In early September 2015 Prime Minister Alexis Tsipras was one of two leading candidates in snap elections following the prime minister’s announced resignation on August 20th. Hellas was imprisoned by a rapid change of events that led to making a choice between the best of the worst candidates. Snap elections asked the citizens to decide between SYRIZA leader; Alexis Tsipras, the watered down version of his former self that is, and New Democracy president; Evangelos Meimarakis.
Truthfully, at some points, there were decisions Tsipras made that were deserving of him getting a pat on his back, or as the American rap artist Jay-Z would say “brush his shoulders off.” He seemed to be cracking down on corruption with the sacking of the former general secretary of Public Revenue Katerina Savvaidou due to her loss of public trust.
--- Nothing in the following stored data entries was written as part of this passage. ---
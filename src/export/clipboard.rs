use arboard::Clipboard;

use crate::errors::{AppError, AppResult};

/// Copy the export payload to the system clipboard.
/// A single fire-and-forget write; nothing else depends on its ordering.
pub fn copy_text(payload: &str) -> AppResult<()> {
    let mut clipboard = Clipboard::new().map_err(|e| AppError::Clipboard(e.to_string()))?;
    clipboard
        .set_text(payload.to_string())
        .map_err(|e| AppError::Clipboard(e.to_string()))?;
    Ok(())
}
His speeches about the refugee crisis in the public and political communities were thought-provoking, referring to the tears shed for the children found dead attempting to cross the Aegean Sea, Tsipras said “these are hypocritical, crocodile tears shed for the dead children on the shores of the Aegean. Dead children always incite sorrow, but what about the thousands of children who are alive, stacked on the streets? Nobody likes these children.” His government even initially made attempts to change the mangled and intertwined relations of church and state by allowing for Greek students to become exempt from religious education classes and cracking down on tax privileges for the church.
But Tsipras is quickly becoming the king of the political backtrack game. Either with silence, dodging, or entreating. Yes, applause should be given for the sacking of Savvaidou, but what about the sacking, or at least an independent investigation into the conflict of interest actions of State Minister Alekos Flambouraris who admitted that he was shareholder in a construction company in 2014, but sold his shares right before he was sworn in. However, until now, Flambouraris has not submitted the title document for the transfer of the shares nor a certificate from the tax authorities for the payment of the relevant tax.
Thought provoking speeches and meetings on the refugee crisis could help Greece edge closer to getting needed financial assistance in the face of economic turmoil, but what about at least equipping the Hellenic coast guard, the true heroes without a face in this crisis, with the tools to cope with the thousands of migrants and refugees crossing the choppy Aegean Sea in rickety boats. Coast guard members are working twelve-hour days non-stop with no true government assistance according to a coast guard source, unless you call Tsipras’ photo-ops with other political leaders during visits to the Greek islands assistance.
Moreover, where were these speeches in January when he was initially elected, as the refugee crisis has been ongoing since late 2014. Overall, more than 760,000 migrants and refugees have arrived in the European Union since the beginning of the year. More than 600,000 of these individuals have entered through the Greek islands. Could it be that Tsipras is strategically speaking out with more intensity against the crisis, because Greece is falling behind on its bailout obligations, and an easing on the bailout deal would be immeasurably helpful?
As for the separation of church and state, there have been several “fluff” meetings between the prime minister and the Greek Orthodox church about strengthening relations post church backlash on the exemption of Greek students needing to attend religious classes, and the unsaid need to tread carefully with tax talk. Archbishop Ieronymos lashed out against the alternate minister who called for class changes, calling the changes, unsurprisingly, too “radical.” In terms of taxes, it was the interim finance minister who called for the end of tax privileges for the church, but he quickly retreated, and there has been no official word from the Tsipras government on the issue ever since. The church, calling exemption from religious classes radical, doesn’t find heavy tax breaks to be radical at all, even in the face of deep economic recession.
Does Tsipras have any real confidence, or cojones as they say, or is he a weak leader falling in line just like the rest? The question still remains: Ιs Hellas still imprisoned, not by choices, but by the decisive and blatant lack thereof?